Look through the listing below and write out exactly the lines from the line with "a running session." to the line with "fn on_verdict(&self, verdict: &Verdict);", both included, and no others.

────────────────

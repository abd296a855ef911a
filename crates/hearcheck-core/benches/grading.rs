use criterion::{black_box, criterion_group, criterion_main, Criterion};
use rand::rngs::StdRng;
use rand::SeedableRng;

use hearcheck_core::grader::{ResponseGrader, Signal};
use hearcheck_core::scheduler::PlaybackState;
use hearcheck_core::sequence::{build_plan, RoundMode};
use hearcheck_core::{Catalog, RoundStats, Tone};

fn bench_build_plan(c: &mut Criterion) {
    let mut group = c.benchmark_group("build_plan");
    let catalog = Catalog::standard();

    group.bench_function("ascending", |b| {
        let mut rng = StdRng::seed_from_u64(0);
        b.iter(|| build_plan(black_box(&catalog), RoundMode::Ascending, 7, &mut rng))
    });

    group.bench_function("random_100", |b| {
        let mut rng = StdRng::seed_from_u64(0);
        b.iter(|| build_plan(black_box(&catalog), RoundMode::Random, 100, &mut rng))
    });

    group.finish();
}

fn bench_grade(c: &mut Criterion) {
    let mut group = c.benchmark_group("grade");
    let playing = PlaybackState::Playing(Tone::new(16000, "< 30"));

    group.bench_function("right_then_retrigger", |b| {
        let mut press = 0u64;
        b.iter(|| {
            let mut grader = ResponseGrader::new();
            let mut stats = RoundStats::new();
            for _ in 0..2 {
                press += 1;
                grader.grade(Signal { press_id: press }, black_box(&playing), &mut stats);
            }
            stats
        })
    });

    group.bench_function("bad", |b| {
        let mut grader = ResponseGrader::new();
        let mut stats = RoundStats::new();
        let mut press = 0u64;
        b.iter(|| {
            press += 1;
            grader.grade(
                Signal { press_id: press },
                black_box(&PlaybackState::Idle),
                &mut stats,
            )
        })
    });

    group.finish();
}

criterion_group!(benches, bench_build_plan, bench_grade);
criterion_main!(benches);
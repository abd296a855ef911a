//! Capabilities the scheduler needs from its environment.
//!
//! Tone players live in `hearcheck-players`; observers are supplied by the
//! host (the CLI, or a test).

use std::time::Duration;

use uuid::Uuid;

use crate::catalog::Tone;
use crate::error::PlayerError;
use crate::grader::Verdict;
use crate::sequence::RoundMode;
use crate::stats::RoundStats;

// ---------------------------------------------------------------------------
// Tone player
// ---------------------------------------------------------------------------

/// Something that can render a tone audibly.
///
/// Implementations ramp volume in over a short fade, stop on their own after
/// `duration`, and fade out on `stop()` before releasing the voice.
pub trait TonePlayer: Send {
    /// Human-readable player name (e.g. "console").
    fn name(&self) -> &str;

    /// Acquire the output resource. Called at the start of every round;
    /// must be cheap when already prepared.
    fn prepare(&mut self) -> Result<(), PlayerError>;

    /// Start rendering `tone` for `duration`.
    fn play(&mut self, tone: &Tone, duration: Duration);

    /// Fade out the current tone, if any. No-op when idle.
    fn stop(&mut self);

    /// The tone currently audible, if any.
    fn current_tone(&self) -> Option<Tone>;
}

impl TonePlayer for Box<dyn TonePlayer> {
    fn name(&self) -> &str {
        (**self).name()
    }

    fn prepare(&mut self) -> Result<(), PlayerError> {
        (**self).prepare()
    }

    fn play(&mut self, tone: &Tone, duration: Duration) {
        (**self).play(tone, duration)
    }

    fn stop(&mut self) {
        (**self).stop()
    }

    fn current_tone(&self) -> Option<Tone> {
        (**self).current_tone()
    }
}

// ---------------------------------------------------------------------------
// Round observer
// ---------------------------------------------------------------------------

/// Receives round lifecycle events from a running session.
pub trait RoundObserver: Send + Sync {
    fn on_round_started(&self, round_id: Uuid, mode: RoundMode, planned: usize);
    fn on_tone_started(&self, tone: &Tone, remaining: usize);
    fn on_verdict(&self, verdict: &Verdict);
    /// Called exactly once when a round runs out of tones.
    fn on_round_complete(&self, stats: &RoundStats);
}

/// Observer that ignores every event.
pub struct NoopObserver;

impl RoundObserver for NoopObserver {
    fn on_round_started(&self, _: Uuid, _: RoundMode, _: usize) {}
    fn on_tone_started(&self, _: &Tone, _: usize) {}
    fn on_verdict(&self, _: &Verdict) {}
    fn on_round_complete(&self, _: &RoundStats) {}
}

────────────────

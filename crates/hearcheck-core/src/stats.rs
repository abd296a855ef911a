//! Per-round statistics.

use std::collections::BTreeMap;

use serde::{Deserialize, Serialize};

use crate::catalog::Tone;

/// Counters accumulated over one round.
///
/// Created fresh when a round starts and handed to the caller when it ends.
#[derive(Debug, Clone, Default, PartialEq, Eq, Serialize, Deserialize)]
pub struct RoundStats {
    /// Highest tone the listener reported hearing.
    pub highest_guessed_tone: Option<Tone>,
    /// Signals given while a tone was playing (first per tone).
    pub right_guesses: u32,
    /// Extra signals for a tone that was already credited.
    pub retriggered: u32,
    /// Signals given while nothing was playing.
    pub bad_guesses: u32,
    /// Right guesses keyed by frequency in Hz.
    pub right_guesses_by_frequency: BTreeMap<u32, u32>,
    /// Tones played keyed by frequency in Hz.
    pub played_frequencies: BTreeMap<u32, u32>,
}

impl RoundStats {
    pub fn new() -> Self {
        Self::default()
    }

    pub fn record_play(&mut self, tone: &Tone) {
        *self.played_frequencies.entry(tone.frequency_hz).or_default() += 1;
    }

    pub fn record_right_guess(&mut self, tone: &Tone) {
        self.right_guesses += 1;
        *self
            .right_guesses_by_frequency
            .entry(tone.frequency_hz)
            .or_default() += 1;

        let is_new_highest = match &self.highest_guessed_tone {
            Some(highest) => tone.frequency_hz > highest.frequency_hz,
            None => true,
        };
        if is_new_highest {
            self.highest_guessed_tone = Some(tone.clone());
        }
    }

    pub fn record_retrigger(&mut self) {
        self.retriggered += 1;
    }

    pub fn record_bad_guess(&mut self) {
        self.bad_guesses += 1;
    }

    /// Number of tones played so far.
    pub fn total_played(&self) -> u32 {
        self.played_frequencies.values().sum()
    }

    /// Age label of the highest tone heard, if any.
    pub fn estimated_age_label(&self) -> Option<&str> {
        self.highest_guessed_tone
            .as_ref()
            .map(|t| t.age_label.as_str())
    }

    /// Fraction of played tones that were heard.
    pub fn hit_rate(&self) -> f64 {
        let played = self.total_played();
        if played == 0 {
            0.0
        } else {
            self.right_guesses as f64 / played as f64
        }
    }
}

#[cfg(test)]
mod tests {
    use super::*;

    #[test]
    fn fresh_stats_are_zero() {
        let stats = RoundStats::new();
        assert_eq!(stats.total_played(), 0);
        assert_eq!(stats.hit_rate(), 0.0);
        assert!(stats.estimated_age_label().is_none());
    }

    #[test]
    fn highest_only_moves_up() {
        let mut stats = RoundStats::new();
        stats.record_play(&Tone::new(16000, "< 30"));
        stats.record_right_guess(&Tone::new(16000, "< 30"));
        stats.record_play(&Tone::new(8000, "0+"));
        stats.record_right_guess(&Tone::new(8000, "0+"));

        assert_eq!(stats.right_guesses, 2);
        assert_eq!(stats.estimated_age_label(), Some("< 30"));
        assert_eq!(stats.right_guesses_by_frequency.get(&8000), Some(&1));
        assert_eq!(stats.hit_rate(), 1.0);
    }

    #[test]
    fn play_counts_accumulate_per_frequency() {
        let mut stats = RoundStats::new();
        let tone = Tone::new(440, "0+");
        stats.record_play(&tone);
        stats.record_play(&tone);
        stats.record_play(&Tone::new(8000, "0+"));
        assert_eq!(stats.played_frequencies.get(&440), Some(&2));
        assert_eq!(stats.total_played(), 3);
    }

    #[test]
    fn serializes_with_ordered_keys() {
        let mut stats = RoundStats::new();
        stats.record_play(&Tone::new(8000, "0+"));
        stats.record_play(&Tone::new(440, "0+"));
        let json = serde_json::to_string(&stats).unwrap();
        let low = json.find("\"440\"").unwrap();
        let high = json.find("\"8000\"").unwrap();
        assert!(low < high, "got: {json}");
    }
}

────────────────

» Your solution:
/// Receives round lifecycle events from a running session.
pub trait RoundObserver: Send + Sync {
    fn on_round_started(&self, round_id: Uuid, mode: RoundMode, planned: usize);
    fn on_tone_started(&self, tone: &Tone, remaining: usize);
    fn on_verdict(&self, verdict: &Verdict);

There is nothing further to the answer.